Check every line of the material for the word "clone". Copy those that have it.

○ ○ ○

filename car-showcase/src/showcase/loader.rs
use bevy::asset::LoadState;
use bevy::gltf::{Gltf, GltfAssetLabel};
use bevy::prelude::*;
use bevy::scene::SceneInstanceReady;
use constants::paths::MODEL_SCENE_INDEX;
use constants::render_settings::{CAR_MATERIAL_OVERRIDE, TARGET_MODEL_SIZE};

use crate::engine::assets::catalog::ShowcaseCatalog;
use crate::engine::scene::materials::apply_material_override;
use crate::engine::scene::normalise::{
    collect_model_bounds, descendants_with_transforms, normalise_transform,
};
use crate::showcase::lifecycle::{
    LoadFailure, LoadOutcome, ModelHandles, ModelLifecycle, PendingLoad, ShowcaseModel,
};
use crate::showcase::selection::LoadModelRequest;

/// Marks a showcase scene root whose instance has finished spawning.
#[derive(Component, Debug)]
pub struct ModelSceneReady;

/// Retire the current car and start fetching the requested one.
///
/// Only the last request of a frame is honoured; earlier ones would be
/// retired immediately anyway.
pub fn start_model_loads(
    mut commands: Commands,
    mut requests: EventReader<LoadModelRequest>,
    mut lifecycle: ResMut<ModelLifecycle>,
    mut outcomes: EventWriter<LoadOutcome>,
    catalog: Res<ShowcaseCatalog>,
    asset_server: Res<AssetServer>,
) {
    let Some(request) = requests.read().last().copied() else {
        return;
    };

    let Some(entry) = catalog.get(request.index) else {
        outcomes.write(LoadOutcome::Failed {
            index: request.index,
            generation: lifecycle.generation(),
            reason: LoadFailure::IndexOutOfRange {
                index: request.index,
                len: catalog.len(),
            },
        });
        return;
    };

    let ticket = lifecycle.begin();
    for root in &ticket.retired {
        commands.entity(*root).despawn();
    }

    let gltf: Handle<Gltf> = asset_server.load(entry.model_path.clone());
    let scene: Handle<Scene> =
        asset_server.load(GltfAssetLabel::Scene(MODEL_SCENE_INDEX).from_asset(entry.model_path.clone()));

    // Hidden until normalised so the car never flashes at native scale.
    let root = commands
        .spawn((
            Name::new(format!("Car: {}", entry.name)),
            ShowcaseModel {
                generation: ticket.generation,
                index: request.index,
            },
            SceneRoot(scene.clone()),
            Transform::IDENTITY,
            Visibility::Hidden,
        ))
        .id();

    lifecycle.track(PendingLoad {
        generation: ticket.generation,
        index: request.index,
        root,
        handles: ModelHandles { gltf, scene },
    });

    info!(
        "→ Loading {} from {} (generation {}, retired {})",
        entry.name,
        entry.model_path,
        ticket.generation,
        ticket.retired.len()
    );
}

/// Surface fetch/parse failures of the in-flight load.
pub fn poll_pending_model(
    mut commands: Commands,
    mut lifecycle: ResMut<ModelLifecycle>,
    mut outcomes: EventWriter<LoadOutcome>,
    catalog: Res<ShowcaseCatalog>,
    asset_server: Res<AssetServer>,
    scenes: Res<Assets<Scene>>,
) {
    let Some(pending) = lifecycle.pending() else {
        return;
    };
    let Some(entry) = catalog.get(pending.index) else {
        return;
    };

    let failure = match asset_server.get_load_state(&pending.handles.gltf) {
        Some(LoadState::Failed(error)) => Some(LoadFailure::Asset {
            path: entry.model_path.clone(),
            reason: error.to_string(),
        }),
        Some(LoadState::Loaded) if !scenes.contains(&pending.handles.scene) => {
            Some(LoadFailure::MissingScene {
                path: entry.model_path.clone(),
                scene: MODEL_SCENE_INDEX,
            })
        }
        _ => None,
    };

    let Some(reason) = failure else {
        return;
    };

    let generation = pending.generation;
    if let Some(failed) = lifecycle.fail(generation) {
        commands.entity(failed.root).despawn();
        error!("✗ Could not load {}: {}", entry.name, reason);
        outcomes.write(LoadOutcome::Failed {
            index: failed.index,
            generation,
            reason,
        });
    }
}

/// Flag showcase roots whose scene instance is in the world.
pub fn mark_model_scene_ready(
    trigger: Trigger<SceneInstanceReady>,
    models: Query<(), With<ShowcaseModel>>,
    mut commands: Commands,
) {
    let root = trigger.target();
    if models.contains(root) {
        commands.entity(root).insert(ModelSceneReady);
    }
}

/// Normalise, restyle and reveal a freshly spawned car, then promote it to
/// the active slot. Stale generations are despawned instead.
pub fn finalise_ready_models(
    mut commands: Commands,
    ready: Query<(Entity, &ShowcaseModel), Added<ModelSceneReady>>,
    mut lifecycle: ResMut<ModelLifecycle>,
    mut outcomes: EventWriter<LoadOutcome>,
    catalog: Res<ShowcaseCatalog>,
    children: Query<&Children>,
    transforms: Query<&Transform>,
    mesh_handles: Query<&Mesh3d>,
    mesh_materials: Query<&MeshMaterial3d<StandardMaterial>>,
    meshes: Res<Assets<Mesh>>,
    mut materials: ResMut<Assets<StandardMaterial>>,
) {
    for (root, model) in &ready {
        if !lifecycle.is_current(model.generation, root) {
            debug!(
                "Discarding stale car {} (generation {}, latest {})",
                model.index,
                model.generation,
                lifecycle.generation()
            );
            commands.entity(root).despawn();
            continue;
        }

        let Some(entry) = catalog.get(model.index) else {
            continue;
        };

        let normalised = collect_model_bounds(root, &children, &transforms, &mesh_handles, &meshes)
            .and_then(|bounds| normalise_transform(&bounds, TARGET_MODEL_SIZE));

        let Some(transform) = normalised else {
            if let Some(failed) = lifecycle.fail(model.generation) {
                commands.entity(failed.root).despawn();
            }
            let reason = LoadFailure::EmptyScene {
                path: entry.model_path.clone(),
            };
            error!("✗ Could not frame {}: {}", entry.name, reason);
            outcomes.write(LoadOutcome::Failed {
                index: model.index,
                generation: model.generation,
                reason,
            });
            continue;
        };

        let descendants = descendants_with_transforms(root, &children, &transforms)
            .into_iter()
            .map(|(entity, _)| entity);
        let restyled = apply_material_override(
            descendants,
            &mesh_materials,
            &mut materials,
            &mut commands,
            &CAR_MATERIAL_OVERRIDE,
        );

        commands
            .entity(root)
            .insert((transform, Visibility::Inherited));
        lifecycle.promote(model.generation, root);

        info!(
            "✓ Loaded {} (scale {:.4}, {} meshes restyled)",
            entry.name, transform.scale.x, restyled
        );
        outcomes.write(LoadOutcome::Loaded {
            index: model.index,
            generation: model.generation,
        });
    }
}
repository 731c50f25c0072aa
pub mod assets;
pub mod camera;
pub mod core;
pub mod loading;
pub mod scene;
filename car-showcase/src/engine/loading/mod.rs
//! Startup asset loading for the showcase.
//!
//! The catalog gates the transition into `Running`; the studio environment
//! loads alongside it and is only reported on.

/// Car catalog loading, validation and the transition to `Running`.
pub mod catalog_loader;

/// Studio environment cubemap loading and readiness reporting.
pub mod environment_loader;
/// Catalog of showcased cars, relative to the asset root.
pub const CATALOG_PATH: &str = "catalog.json";

/// Studio environment, prefiltered into diffuse and specular cubemaps.
pub const ENVIRONMENT_DIFFUSE_MAP: &str = "environment_maps/studio_small_09_diffuse_rgb9e5_zstd.ktx2";
pub const ENVIRONMENT_SPECULAR_MAP: &str =
    "environment_maps/studio_small_09_specular_rgb9e5_zstd.ktx2";

/// Scene index used from every car's glTF file.
pub const MODEL_SCENE_INDEX: usize = 0;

○ ○ ○

[YOUR RESPONSE]
    let gltf: Handle<Gltf> = asset_server.load(entry.model_path.clone());
        asset_server.load(GltfAssetLabel::Scene(MODEL_SCENE_INDEX).from_asset(entry.model_path.clone()));
            SceneRoot(scene.clone()),
            path: entry.model_path.clone(),
                path: entry.model_path.clone(),
                path: entry.model_path.clone(),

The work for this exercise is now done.